Karakas Online

10.3.2. HTML and RTF

The HTML and RTF document math processing is done partially in the stylesheets[1] (Section 4.2) and partially in the texmath2pngbmp.pl script.

10.3.2.1. Math processing in the HTML stylesheets

The following code in the HTML stylesheets

(root
 (make sequence
;   (literal
;    (debug (node-property 'gi
;                         (node-property 'document-element (current-node)))))
;(define (docelem node)
;  (node-propety 'document-element 
;    (node-property 'grove-root node)))
   (process-children)
   (process-math)
   (with-mode manifest
     (process-children))
   (if html-index
       (with-mode htmlindex
         (process-children))
       (empty-sosofo))))

(found in the docbook.dsl file of the original DocBook stylesheet package) initiates exactly the same processing as in the standard stylesheets, with one addition: the (process-math) instruction will start an additional processing step, after the standard one. The process-math routine is further specified in the code as follows:

;; Write equation info to equation-list.sgml
(define (process-math)
  (make entity
    system-id: "equation-list.sgml"
    (make element gi: "equation-set"
          attributes: (list
                       (list "latexopt" $latexopt$)
                       (list "density" $density$)
                       (list "usepackage" $usepackage$))
          (with-mode htmlmath (process-children)))))

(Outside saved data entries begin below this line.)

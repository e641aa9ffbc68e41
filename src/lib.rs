//! # Change ID - causal identity for collaborative edits
//!
//! Every edit made by a client carries a [`ChangeId`]: a Lamport clock, a
//! per-actor sequence number, the actor that made it, and (once the server
//! has accepted it) a server-assigned global sequence. Replicas use these to
//! order edits, detect duplicates, and mint [`TimeTicket`]s for elements
//! created inside an edit.
//!
//! ## Features
//!
//! - **Immutable**: every transition returns a new value
//! - **Total order**: equal lamport values are resolved by actor
//! - **Precision-safe wire form**: lamport and server sequence travel as decimal strings
//! - **Shared sessions**: [`ChangeClock`] swaps identities under a lock for concurrent callers
//!
//! ## Example
//!
//! ```rust
//! use change_id::{ActorId, ChangeId};
//!
//! let id = ChangeId::initial().set_actor(ActorId::new("actor-1")?);
//! let next = id.next().sync_lamport(20);
//! assert_eq!(next.lamport(), 20);
//! assert_eq!(next.client_seq(), 1);
//!
//! let ticket = next.create_time_ticket(0);
//! assert_eq!(ticket.to_id_string(), "20:actor-1:0");
//! # Ok::<(), change_id::ValidationError>(())
//! ```

pub mod crdt;
pub mod error;

pub use crdt::{
    ActorId, ChangeClock, ChangeId, ChangeIdRecord, INITIAL_ACTOR_ID, INITIAL_CHANGE_ID,
    INITIAL_DELIMITER, Lamport, TimeTicket,
};
pub use error::ValidationError;
//! Markup tree types.

use std::collections::BTreeMap;

use serde::{Deserialize, Serialize};

/// A node in a parsed LPML tree: either literal text or an element.
#[derive(Debug, Clone, PartialEq, Eq, Serialize, Deserialize)]
#[serde(untagged)]
pub enum Node {
    /// Literal text between tags.
    Text(String),
    /// A tagged element.
    Element(Element),
}

impl Node {
    /// Returns the text if this is a text node.
    pub fn as_text(&self) -> Option<&str> {
        match self {
            Node::Text(text) => Some(text),
            Node::Element(_) => None,
        }
    }

    /// Returns the element if this is an element node.
    pub fn as_element(&self) -> Option<&Element> {
        match self {
            Node::Text(_) => None,
            Node::Element(element) => Some(element),
        }
    }
}

impl From<Element> for Node {
    fn from(element: Element) -> Self {
        Node::Element(element)
    }
}

impl From<&str> for Node {
    fn from(text: &str) -> Self {
        Node::Text(text.to_string())
    }
}

impl From<String> for Node {
    fn from(text: String) -> Self {
        Node::Text(text)
    }
}

/// An LPML element.
///
/// `content` is `None` for self-closing elements (`<list_files/>`), which is
/// different from an element that was opened and closed with nothing in
/// between (`<list_files></list_files>` has `Some(vec![])`).
#[derive(Debug, Clone, PartialEq, Eq, Serialize, Deserialize)]
pub struct Element {
    /// Tag name.
    pub tag: String,
    /// Attributes, unique by name.
    #[serde(default)]
    pub attributes: BTreeMap<String, String>,
    /// Children in document order, or `None` when self-closing.
    pub content: Option<Vec<Node>>,
}

impl Element {
    /// Create an element with an empty body.
    pub fn new(tag: impl Into<String>) -> Self {
        Self {
            tag: tag.into(),
            attributes: BTreeMap::new(),
            content: Some(Vec::new()),
        }
    }

    /// Create a self-closing element.
    pub fn self_closing(tag: impl Into<String>) -> Self {
        Self {
            tag: tag.into(),
            attributes: BTreeMap::new(),
            content: None,
        }
    }

    /// Set an attribute.
    pub fn with_attr(mut self, name: impl Into<String>, value: impl Into<String>) -> Self {
        self.attributes.insert(name.into(), value.into());
        self
    }

    /// Append a child node, turning a self-closing element into a regular one.
    pub fn with_child(mut self, child: impl Into<Node>) -> Self {
        self.content.get_or_insert_with(Vec::new).push(child.into());
        self
    }

    /// Look up an attribute value.
    pub fn attr(&self, name: &str) -> Option<&str> {
        self.attributes.get(name).map(String::as_str)
    }

    /// Whether this element was written as `<tag/>`.
    pub fn is_self_closing(&self) -> bool {
        self.content.is_none()
    }

    /// Child nodes; empty for self-closing elements.
    pub fn children(&self) -> &[Node] {
        self.content.as_deref().unwrap_or_default()
    }

    /// Concatenated direct text children. Nested elements contribute nothing.
    pub fn text(&self) -> String {
        self.children().iter().filter_map(Node::as_text).collect()
    }
}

This will create a new SGML file, equation-list.sgml, in the current directory, that will contain an element of type "equation-set". That's simply a container of equations and some LaTeX options that may be passed to it from the stylesheet: it contains the LaTeX options in “latexopt”, “density” and “usepackage”, as well as the TeX equation code, enclosed between <texequation>/</texequation> tags[2]. Here's how the equation-list.sgml file may look like[3]:

<equation-set
latexopt="12pt"
density="96x96"
usepackage=""
><texequation
fileref="images/math/11074.png"
>\[
\sum _{n=1}^{\infty }\frac{x^{n}}{n}=\ln \left(\frac{1}{1-x}\right)\]
  </texequation
><texequation
fileref="images/math/15280.png"
>\begin{equation}
f(x)=\left\{ \begin{array}{cc}
 \log _{8}x &#38; x&#62;0\\
 0 &#38; x=0\\
 \sum _{i=1}^{5}\alpha _{i}+\sqrt{-\frac{1}{x}} &#38; x&#60;0\end{array}
\right.\label{eq3}\end{equation}
  </texequation
></equation-set
>

How is the TeX code extracted from the <alt> elements and inserted in equation-list.sgml? This is the core work and is done by the following code in the HTML stylesheets:

;; How to write out an equation into the equation listing file
(define (write-eqn nd)
  (let ((texmath (select-elements (children (current-node))
                                  (normalize "alt")))
        (graphic (select-elements (children (current-node))
                                  (normalize "graphic"))))
    (make element gi: "texequation"
          attributes:
          (list
           (list "fileref" (attribute-string (normalize "fileref") graphic)))
          (literal (data texmath)))))
;; Special processing mode to extract equations
(mode htmlmath
  (default
    (let ((infeqns (select-elements (descendants (current-node))
                                    (normalize "informalequation")))
          (eqns (select-elements (descendants (current-node))
                                 (normalize "equation")))
          (inleqns (select-elements (descendants (current-node))
                                    (normalize "inlineequation"))))
      (with-mode htmlmath
        (process-node-list
         (node-list infeqns eqns inleqns)))))
  (element equation (write-eqn (current-node)))
  (element informalequation (write-eqn (current-node)))
  (element inlineequation (write-eqn (current-node))))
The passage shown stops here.